Liposuction is a popular procedure that can be beneficial for many folks, but not all are good liposuction candidates. There are many things that make a specific person unsuited for the liposuction surgery including folks that have unrealistic expectations of the procedure, folks that are excessively obese, and folks with serious medical problems. Liposuction is also seen as a solution to weight loss for many obese folks, but the procedure is not an effective means of losing weight.
The liposuction procedure simply permits the removal of pockets of fat that cannot be removed through diet and exercise. The surgery is geared toward shaping and sculpting certain areas of the body, and would not be suitable for many obese folks. However, it is possible for individuals who are slightly overweight to have the liposuction procedure performed.
The abdominoplasty or tummy tuck procedure is better suited and often recommended for obese patients. The liposuction procedure can eliminate localized deposits of fat, but unlike the tummy tuck, no skin is removed during the surgery.
Individuals that engage in bad eating habits, and do not exercise on a daily basis would make terrible liposuction candidates.
Bad Liposuction Candidates
Prospective patients who are not reasonably healthy may have a higher risk of complications during the surgery. Liposuction can also be dangerous to folks with certain medical conditions and a troubled medical history. The procedure can pose a great risk to folks with diabetes, heart disease, lung disease, poor blood circulation, and individuals who have recently had surgery near the area to be contoured.
Medical History of Liposuction Candidates
The past medical history of the prospective patient is also taken into consideration before performing the liposuction procedure. The procedure can be particularly dangerous to patients who have a history of cardiac arrhythmia’s, excessive bleeding, disorders involving seizures, a history toward deep vein thrombosis, and immunodeficiency disorders.
Patients with a history of hypertension, edema, and multiple infections are also bad liposuction candidates. Folks who take certain drugs may also be rendered ineligible for the liposuction procedure. Aspirins, non-steroidal anti-inflammatory drugs, and Coumadin (a common blood thinning drug) may increase the risk of excessive bleeding during the operation. Other drugs that are used to inhibit the metabolism of lidocaine may interfere with a local anesthetic used in the liposuction procedure. The interaction of these specific drugs with the local anesthetic can cause serious health problems for patients.

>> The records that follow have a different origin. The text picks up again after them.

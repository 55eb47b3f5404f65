//! HTTP/1.1 wire format shared by both backends: request-head parsing with
//! [`httparse`] and response-head encoding.

use bytes::{BufMut, BytesMut};
use thiserror::Error;
use time::OffsetDateTime;

use crate::http::{Headers, Method, Response, Version, cookie::format_http_date};

/// Maximum number of request headers accepted.
pub const MAX_HEADERS: usize = 64;

/// Upper bound for a request line plus headers.
pub const MAX_HEAD_SIZE: usize = 64 * 1024;

#[derive(Debug, Error)]
pub enum CodecError {
    #[error("HTTP parse error: {0}")]
    Parse(#[from] httparse::Error),

    #[error("missing required field: {field}")]
    MissingField { field: &'static str },

    #[error("invalid Content-Length")]
    InvalidLength,

    #[error("chunked request bodies are not supported")]
    Chunked,
}

/// A parsed request line and header block.
#[derive(Debug, Clone)]
pub struct RequestHead {
    pub method: Method,
    pub target: String,
    pub version: Version,
    pub headers: Headers,
}

impl RequestHead {
    /// Declared body length; absent means zero.
    ///
    /// Values must be plain ASCII digits and repeated `Content-Length`
    /// headers must agree. `Transfer-Encoding` is rejected.
    pub fn content_length(&self) -> Result<u64, CodecError> {
        if self.headers.contains("transfer-encoding") {
            return Err(CodecError::Chunked);
        }
        let mut length = None;
        for value in self.headers.get_all("content-length") {
            let digits = value.trim();
            if digits.is_empty() || !digits.bytes().all(|b| b.is_ascii_digit()) {
                return Err(CodecError::InvalidLength);
            }
            let parsed: u64 = digits.parse().map_err(|_| CodecError::InvalidLength)?;
            match length {
                Some(previous) if previous != parsed => return Err(CodecError::InvalidLength),
                _ => length = Some(parsed),
            }
        }
        Ok(length.unwrap_or(0))
    }

    pub fn is_keep_alive(&self) -> bool {
        match self.headers.get("connection") {
            Some(conn) => conn.eq_ignore_ascii_case("keep-alive"),
            None => self.version == Version::Http11,
        }
    }
}

/// Parses a request head from the front of `buf`.
///
/// Returns `Ok(None)` while the head is incomplete, otherwise the head and
/// the offset at which the body begins.
pub fn parse_head(buf: &[u8]) -> Result<Option<(RequestHead, usize)>, CodecError> {
    let mut headers = [httparse::EMPTY_HEADER; MAX_HEADERS];
    let mut raw = httparse::Request::new(&mut headers);

    let body_offset = match raw.parse(buf)? {
        httparse::Status::Complete(offset) => offset,
        httparse::Status::Partial => return Ok(None),
    };

    let method = raw
        .method
        .ok_or(CodecError::MissingField { field: "method" })?
        .parse::<Method>()
        .unwrap_or_else(|never| match never {});
    let target = raw
        .path
        .ok_or(CodecError::MissingField { field: "path" })?
        .to_owned();
    let version = Version::from_minor(
        raw.version
            .ok_or(CodecError::MissingField { field: "version" })?,
    );

    let mut header_map = Headers::with_capacity(raw.headers.len());
    for header in raw.headers.iter() {
        if let Ok(value) = std::str::from_utf8(header.value) {
            header_map.insert(header.name, value);
        }
    }

    Ok(Some((
        RequestHead {
            method,
            target,
            version,
            headers: header_map,
        },
        body_offset,
    )))
}

// Framing headers are always computed here.
const FRAMING: [&str; 3] = ["Content-Length", "Transfer-Encoding", "Connection"];

/// Encodes the status line and headers of `response`, terminated by the blank line.
///
/// `Content-Length` is taken from the body, `Connection` from `keep_alive`.
/// Every attached cookie becomes its own `Set-Cookie` line.
pub fn encode_head(response: &Response, version: Version, keep_alive: bool) -> BytesMut {
    let status = response.status();
    let lines = response.header_lines();
    let mut buf = BytesMut::with_capacity(128 + lines.len() * 64);

    buf.put(
        format!(
            "{} {} {}\r\n",
            version.as_str(),
            status.as_u16(),
            status.canonical_reason()
        )
        .as_bytes(),
    );

    for (name, value) in &lines {
        if FRAMING.iter().any(|f| f.eq_ignore_ascii_case(name)) {
            continue;
        }
        if value.contains(['\r', '\n']) {
            tracing::warn!(header = %name, "dropping header value containing CR/LF");
            continue;
        }
        buf.put(format!("{name}: {value}\r\n").as_bytes());
    }

    if !response.headers().contains("date") {
        if let Ok(date) = format_http_date(OffsetDateTime::now_utc()) {
            buf.put(format!("Date: {date}\r\n").as_bytes());
        }
    }

    let body_len = response.body().len();
    if body_len > 0 && !response.headers().contains("content-type") {
        buf.put(&b"Content-Type: text/plain; charset=utf-8\r\n"[..]);
    }

    let connection = if keep_alive { "keep-alive" } else { "close" };
    buf.put(format!("Connection: {connection}\r\n").as_bytes());

    if !status.forbids_body() {
        buf.put(format!("Content-Length: {body_len}\r\n").as_bytes());
    }

    buf.put(&b"\r\n"[..]);
    buf
}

Patients would be eligible for the operation if they stop taking the drugs that may interfere with the procedure, and cause complications. The drug consumption must be halted for a period of at least two weeks, before considering the surgery.
Skin quality is also a major consideration in deciding suitable liposuction candidates. Not every individual has elastic skin that is able to sufficiently bounce back into place after surgery. Typically, surgeons examine the skin in the area to be treated, and decide whether there is enough elasticity to allow the skin to shrink after the liposuction. If the skin is not elastic enough, then there may be bagginess in it after the surgery. Baggy skin in the treated area can lead to a dissatisfied patient who would have been best avoiding the surgery.
Age is not a major consideration in deciding whether a patient is qualified for the liposuction procedure, but patients over forty have less elasticity in their skin than younger patients. The diminished skin elasticity will hinder older patients from achieving the same results as somebody who is younger. Older patients may also be at an increased risk of complications, which may not be so easily treatable as complications in younger patients.
If the bad liposuction candidates are allowed to have the procedure, then they may experience an array of medical problems.
Some of the possible medical problems for bad liposuction candidates include blood clots, damage to internal organs, heart failure, and severe loss of blood, brain and nerve damage, and infection.